Coronavirus-Related Online Skimming and Credit Card Fraud to Spike

The coronavirus pandemic has unfortunately put the whole world to a standstill, forcing employees to telecommute and the majority of populations to stay at home, unable to purchase their needs personally. And it’s this time that online purchases have spiked exponentially, and with that, the possibility for online payment fraud to spike as well.

As of March 2020, Malwarebytes has reported a 26% increase in the use of card-skimming malware compared to February 2020 since the lockdowns began. There was a lesser, but apparent increase last February 2020 and January 2020 to the same extent, coinciding with the growing number of countries implementing lockdown procedures.

What does this mean? 

This simply means that cybercriminals are trying to take advantage of the spike in online purchases thanks to the coronavirus pandemic.

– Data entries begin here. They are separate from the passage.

use smartpark_flow::history::SessionHistory;
use smartpark_flow::history::store::JsonFileStore;
use smartpark_flow::runtime::{
    COMMAND_CHANNEL_CAPACITY, Runtime, RuntimeCommand, TokioScheduler, spawn_source_thread,
};
use smartpark_flow::sensor::serial::SerialSource;
use smartpark_flow::state::AppState;
use smartpark_flow::tracker::SessionTracker;
use smartpark_flow::tracker::timer::SystemClock;
use smartpark_flow::{api, config};
use std::net::SocketAddr;
use std::sync::atomic::{AtomicBool, Ordering};
use std::sync::{Arc, RwLock};
use tokio::sync::mpsc;

fn init_tracing(level: tracing::Level) {
    let subscriber = tracing_subscriber::fmt()
        .with_target(false)
        .with_max_level(level)
        .finish();
    let _ = tracing::subscriber::set_global_default(subscriber);
}

#[tokio::main]
async fn main() -> Result<(), Box<dyn std::error::Error>> {
    let config = config::load_default()?;
    init_tracing(config.log_level());
    tracing::info!(
        config_path = config::DEFAULT_CONFIG_PATH,
        app = %config.app.name,
        hourly_rate = config.hourly_rate(),
        "smartpark-flow starting"
    );

    let state = Arc::new(RwLock::new(AppState::new(config.hourly_rate())));
    let (commands_tx, commands_rx) = mpsc::channel(COMMAND_CHANNEL_CAPACITY);

    let history_dir = config.history_dir();
    tracing::info!(dir = %history_dir.display(), "Opening session history");
    let history = SessionHistory::open(JsonFileStore::new(history_dir));
    let tracker = SessionTracker::new(
        SystemClock,
        TokioScheduler::new(commands_tx.clone()),
        config.tracker_settings(),
    );
    let runtime = Runtime::new(tracker, history, Arc::clone(&state))?;
    let runtime_handle = tokio::spawn(runtime.run(commands_rx, config.tick_interval()));

    // Occupancy source: serial device if configured, manual toggle otherwise
    let stop_flag = Arc::new(AtomicBool::new(false));
    let _source_handle = match config.serial_path() {
        Some(path) => match SerialSource::open(path) {
            Ok(source) => {
                tracing::info!(path = %path.display(), "Reading occupancy from serial device");
                Some(spawn_source_thread(
                    source,
                    commands_tx.clone(),
                    Arc::clone(&stop_flag),
                ))
            }
            Err(err) => {
                tracing::error!(
                    path = %path.display(),
                    error = %err,
                    "Failed to open serial device, manual toggle only"
                );
                None
            }
        },
        None => {
            tracing::warn!("No serial device configured in [source].serial_path, manual toggle only");
            None
        }
    };

    let app = api::router(Arc::clone(&state), commands_tx.clone());
    let port = config.server_port();
    let addr = SocketAddr::from(([0, 0, 0, 0], port));
    let listener = tokio::net::TcpListener::bind(addr).await?;
    tracing::info!(%addr, "API server listening");
    axum::serve(listener, app).await?;

    stop_flag.store(true, Ordering::Relaxed);
    let _ = commands_tx.send(RuntimeCommand::Shutdown).await;
    let _ = runtime_handle.await;

    Ok(())
}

For those who don’t know, internet card-skimming is basically the same method employed in physical card-skimming wherein criminals would obtain all information from a card’s magnetic stripe by swiping the card in tampered credit card readers or standalone skimming devices. In internet card skimming, cyber-criminals insert skimming malware into the code of legitimate e-commerce websites to obtain credit card information.

The websites of British Airways, Newegg and Ticketmaster are notable examples of victims of this type of attack. Unlike phishing, where criminals impersonate legitimate websites, card skimming actually uses the actual website, with code that piggybacks on the actual page that collects the info.

Right now, the US has the highest amount of skimming activity with Canada and Australia close behind, thanks to lockdown measures imposed by their respective governments. And because there seemed no such thing going on with Spain and Italy, they don’t appear in Malwarebytes list of card skimming targets.

Malwarebytes is not directly attributing the skimming activity increase to the collective group known as Magecart that engages in this sort of activity. But as of April 2020, nineteen e-commerce sites have been infiltrated by card-skimming malware according to RiskIQ researchers. The culprits are apparently Magecart hackers particularly to a group known as Magecart Group 7. What’s quite interesting is that the group only needed 22 lines of JavaScript code, composed mostly of hex-encoded strings in order to avoid detection dubbed Makeframe.

This latest skimmer from Group 7 is an illustration of their continued evolution, honing tried and true techniques and developing new ones all the time… They are not alone in their endeavors to improve, persist, and expand their reach. RiskIQ data shows Magecart attacks have grown 20 percent amid the COVID-19 pandemic. With many homebound people forced to purchase what they need online, the digital skimming threat to e-commerce is as pronounced as ever.”

–RiskIQ

Should we worry?

Of course as this unfortunately adds another layer of vulnerability to our already vulnerable lives. We should worry if our favorite retailers don’t update their respective platforms to the latest versions. But that is out of our hands. What consumers can do is to be wary of their credit card transactions and balances. To check if something’s off and to have their credit card company numbers always handy.